Reid's exhibitions included Peace is Tough at The Arches in Glasgow, and at the Microzine Gallery in Liverpool, where he lived. From 2004, he exhibited and published prints with the Aquarium Gallery, where a career retrospective, May Day, May Day, was held in May 2007. Starting in 2004, he exhibited and published work at Steve Lowe's new project space the L-13 Light Industrial Workshop in Clerkenwell, London.

In 2009, following allegations Damien Hirst was to sue a student for copyright infringement, Reid called him a "hypocritical and greedy art bully" and, in collaboration with Jimmy Cauty, produced his For the Love of Disruptive Strategies and Utopian Visions in Contemporary Art and Culture image as a pastiche, replacing the God Save The Queen with God Save Damien Hirst.

In October 2010, U.S. activist David Jacobs, founder of the early 1970s Situationist group Point-Blank!, challenged claims that Reid created the "Nowhere Buses" graphic which appeared on the sleeve to the Sex Pistols' 1977 single "Pretty Vacant" and has subsequently been used many times for limited edition prints.

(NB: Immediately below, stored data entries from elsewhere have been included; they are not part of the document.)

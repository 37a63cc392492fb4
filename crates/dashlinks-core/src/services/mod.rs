//! Per-tenant service URL generation from the static service table.

mod format;
mod table;

pub use format::ServiceFormat;
pub use table::{lookup_service, ServiceDescriptor, SERVICES};

use std::collections::BTreeMap;

/// Builds the URL of `service_id` for `tenant` on `domain`.
///
/// Returns `None` when `tenant` or `service_id` is empty, or when the
/// identifier is not in [`SERVICES`] (a warning is logged in that case).
///
/// # Examples
///
/// - `generate_service_url("MLFLOW", "ramsay", "cloud-tmp.physicsx.ai")`
///   → `"https://ramsay-mlflow.cloud-tmp.physicsx.ai/"`
/// - `generate_service_url("optimizer", "demo-dev", "cloud-tmp.physicsx.ai")`
///   → `"https://demo-dev.cloud-tmp.physicsx.ai/platform-app/app/optimizer"`
pub fn generate_service_url(service_id: &str, tenant: &str, domain: &str) -> Option<String> {
    if service_id.is_empty() || tenant.is_empty() {
        return None;
    }

    let Some(service) = lookup_service(service_id) else {
        tracing::warn!(service_id, "unknown service");
        return None;
    };

    Some(
        service
            .format
            .render(service.name, tenant, domain, service.path),
    )
}

/// Generates every service URL in the table, keyed by display name.
///
/// Each entry is computed independently; a `None` for one service does not
/// affect the others.
pub fn generate_all_service_urls(
    tenant: &str,
    domain: &str,
) -> BTreeMap<&'static str, Option<String>> {
    SERVICES
        .iter()
        .map(|(id, service)| (service.name, generate_service_url(id, tenant, domain)))
        .collect()
}
//! URL shapes a service can be published under.

use serde::{Deserialize, Serialize};
use std::fmt;

/// How a service URL embeds the tenant.
#[derive(Debug, Clone, Copy, PartialEq, Eq, Hash, Serialize, Deserialize)]
#[serde(rename_all = "kebab-case")]
pub enum ServiceFormat {
    /// `https://{tenant}-{service}.{domain}{path}`
    TenantPrefix,
    /// `https://{tenant}.{domain}{path}`
    TenantSubdomain,
}

impl ServiceFormat {
    pub fn label(self) -> &'static str {
        match self {
            Self::TenantPrefix => "tenant-prefix",
            Self::TenantSubdomain => "tenant-subdomain",
        }
    }

    /// Parses the textual form used in listings and JSON output.
    ///
    /// Unknown formats log a warning and yield `None`.
    pub fn parse(s: &str) -> Option<Self> {
        match s.trim().to_ascii_lowercase().as_str() {
            "tenant-prefix" | "tenant_prefix" => Some(Self::TenantPrefix),
            "tenant-subdomain" | "tenant_subdomain" => Some(Self::TenantSubdomain),
            other => {
                tracing::warn!(format = other, "invalid service URL format");
                None
            }
        }
    }

    /// Renders the URL for `tenant` on `domain`.
    pub fn render(self, service_name: &str, tenant: &str, domain: &str, path: &str) -> String {
        match self {
            Self::TenantPrefix => format!("https://{tenant}-{service_name}.{domain}{path}"),
            Self::TenantSubdomain => format!("https://{tenant}.{domain}{path}"),
        }
    }
}

impl fmt::Display for ServiceFormat {
    fn fmt(&self, f: &mut fmt::Formatter<'_>) -> fmt::Result {
        f.write_str(self.label())
    }
}
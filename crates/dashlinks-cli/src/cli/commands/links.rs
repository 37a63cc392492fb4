//! `dashlinks links <path>` – process a JSON list of link records.

use anyhow::{Context, Result};
use dashlinks_core::links::read_link_list;
use std::fs::File;
use std::io;

use crate::cli::{resolve_tenant, CliContext, TenantArgs};

pub fn run_links(ctx: &CliContext, path: &str, target: &TenantArgs) -> Result<()> {
    let tenant = resolve_tenant(ctx, target)?;

    let records = if path == "-" {
        read_link_list(io::stdin().lock()).context("stdin")?
    } else {
        let file = File::open(path).with_context(|| format!("open {path}"))?;
        read_link_list(file).with_context(|| format!("read {path}"))?
    };
    if !records.is_array() {
        tracing::warn!(path, "link list is not a JSON array; passing it through unchanged");
    }

    let processed = ctx.process_links_value(&records, &tenant, target.domain.as_deref());
    println!("{}", serde_json::to_string_pretty(&processed)?);
    Ok(())
}
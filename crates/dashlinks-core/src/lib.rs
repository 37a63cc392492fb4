pub mod config;
pub mod logging;

pub mod context;
pub mod hostname;
pub mod links;
pub mod services;

pub use context::LinkContext;
pub use hostname::{HostnameProvider, DEFAULT_DOMAIN};
pub use links::ExternalLink;
pub use services::{ServiceDescriptor, ServiceFormat};

#[cfg(test)]
pub(crate) mod test_support;
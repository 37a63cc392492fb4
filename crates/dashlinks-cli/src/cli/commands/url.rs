//! `dashlinks url <service>` – print one service URL.

use anyhow::Result;

use crate::cli::{resolve_tenant, CliContext, TenantArgs};

pub fn run_url(ctx: &CliContext, service: &str, target: &TenantArgs) -> Result<()> {
    let tenant = resolve_tenant(ctx, target)?;
    match ctx.service_url(service, &tenant, target.domain.as_deref()) {
        Some(url) => println!("{url}"),
        None => anyhow::bail!("unknown service {service:?} (see `dashlinks services`)"),
    }
    Ok(())
}
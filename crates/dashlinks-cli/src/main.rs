use dashlinks_core::logging;

mod cli;

use crate::cli::CliCommand;

fn main() {
    // Initialize logging as early as possible.
    if logging::init_logging().is_err() {
        logging::init_logging_stderr();
    }

    // Parse CLI and dispatch.
    if let Err(err) = CliCommand::run_from_args() {
        eprintln!("dashlinks error: {:#}", err);
        std::process::exit(1);
    }
}
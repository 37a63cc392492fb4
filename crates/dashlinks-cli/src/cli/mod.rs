//! CLI for dashlinks.

mod commands;

use anyhow::Result;
use clap::{Args, Parser, Subcommand};
use clap_complete::Shell;
use dashlinks_core::config::{self, DashlinksConfig};
use dashlinks_core::hostname::{Chain, EnvHostname, StaticHostname};
use dashlinks_core::LinkContext;
use std::path::PathBuf;

use commands::{
    run_all, run_completions, run_domain, run_link, run_links, run_man, run_services,
    run_tenant, run_url,
};

/// Hostname sources in priority order: `--hostname`, environment, config file.
pub(crate) type CliContext = LinkContext<Chain<StaticHostname, Chain<EnvHostname, StaticHostname>>>;

/// Top-level CLI for dashlinks.
#[derive(Debug, Parser)]
#[command(name = "dashlinks")]
#[command(about = "Derive tenant service URLs from a dashboard hostname", long_about = None)]
pub struct Cli {
    /// Current dashboard hostname or page URL (falls back to $DASHLINKS_HOSTNAME, then config).
    #[arg(long, global = true, value_name = "HOST")]
    pub hostname: Option<String>,

    /// Config file to read instead of ~/.config/dashlinks/config.toml.
    #[arg(long, global = true, value_name = "PATH")]
    pub config: Option<PathBuf>,

    #[command(subcommand)]
    pub command: CliCommand,
}

/// Tenant and domain overrides shared by the templating commands.
#[derive(Debug, Clone, Default, Args)]
pub struct TenantArgs {
    /// Tenant to template for (default: derived from the current hostname).
    #[arg(long)]
    pub tenant: Option<String>,

    /// Domain to template for (default: derived from the current hostname).
    #[arg(long)]
    pub domain: Option<String>,
}

#[derive(Debug, Subcommand)]
pub enum CliCommand {
    /// Print the tenant derived from the current hostname.
    Tenant,

    /// Print the domain derived from the current hostname.
    Domain,

    /// Print the URL of one service.
    Url {
        /// Service identifier, e.g. MLFLOW or optimizer.
        service: String,

        #[command(flatten)]
        target: TenantArgs,
    },

    /// Print the URLs of every known service.
    All {
        #[command(flatten)]
        target: TenantArgs,

        /// Print a JSON object keyed by service name.
        #[arg(long)]
        json: bool,
    },

    /// List the known services and their URL shapes.
    Services {
        /// Only list services published in this format (tenant-prefix or tenant-subdomain).
        #[arg(long, value_name = "FORMAT")]
        format: Option<String>,

        /// Print JSON instead of a table.
        #[arg(long)]
        json: bool,
    },

    /// Substitute ${TENANT} and ${DOMAIN} in a link.
    Link {
        /// Link template.
        template: String,

        #[command(flatten)]
        target: TenantArgs,
    },

    /// Substitute placeholders in a JSON array of link records ("-" reads stdin).
    Links {
        /// Path to the JSON file.
        path: String,

        #[command(flatten)]
        target: TenantArgs,
    },

    /// Generate shell completions.
    Completions {
        /// Target shell.
        #[arg(value_enum)]
        shell: Shell,
    },

    /// Print the man page (roff).
    Man,
}

impl CliCommand {
    pub fn run_from_args() -> Result<()> {
        let cli = Cli::parse();
        let cfg = match &cli.config {
            Some(path) => config::load_from(path)?,
            None => config::load_or_init()?,
        };
        tracing::debug!("loaded config: {:?}", cfg);
        let ctx = build_context(cli.hostname.as_deref(), &cfg);

        match cli.command {
            CliCommand::Tenant => run_tenant(&ctx)?,
            CliCommand::Domain => run_domain(&ctx)?,
            CliCommand::Url { service, target } => run_url(&ctx, &service, &target)?,
            CliCommand::All { target, json } => run_all(&ctx, &target, json)?,
            CliCommand::Services { format, json } => run_services(format.as_deref(), json)?,
            CliCommand::Link { template, target } => run_link(&ctx, &template, &target)?,
            CliCommand::Links { path, target } => run_links(&ctx, &path, &target)?,
            CliCommand::Completions { shell } => run_completions(shell)?,
            CliCommand::Man => run_man()?,
        }

        Ok(())
    }
}

pub(crate) fn build_context(hostname: Option<&str>, cfg: &DashlinksConfig) -> CliContext {
    let provider = Chain(
        StaticHostname::new(hostname),
        Chain(
            EnvHostname::new(cfg.hostname_env.as_str()),
            StaticHostname::new(cfg.hostname.as_deref()),
        ),
    );
    LinkContext::new(provider).with_default_domain(cfg.default_domain.as_str())
}

/// Explicit `--tenant`, else the tenant of the current hostname.
pub(crate) fn resolve_tenant(ctx: &CliContext, target: &TenantArgs) -> Result<String> {
    if let Some(tenant) = target.tenant.as_deref().filter(|t| !t.is_empty()) {
        return Ok(tenant.to_string());
    }
    match ctx.current_tenant() {
        Some(tenant) => Ok(tenant),
        None => anyhow::bail!("no tenant: pass --tenant or a tenant --hostname"),
    }
}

Jacobs said he created the design, which first appeared in a pamphlet as part of a protest about mass transit in San Francisco in 1973.

Reid was also involved in direct action campaigns on issues including the poll tax, Clause 28, and the Criminal Justice Bill.

==Personal life==
His former partner was actress Margi Clarke, with whom he had a daughter.

Reid's great-uncle was George Watson MacGregor Reid, a modern Druid who established and led the Church of the Universal Bond. Reid was an honorary bard in the Order of Bards, Ovates and Druids and worked with Philip Carr-Gomm, the order's former Chosen Chief, to produce a book on the eight festivals of the Druidic calendar.

Reid died on 8 August 2023, at the age of 76, at home in Liverpool.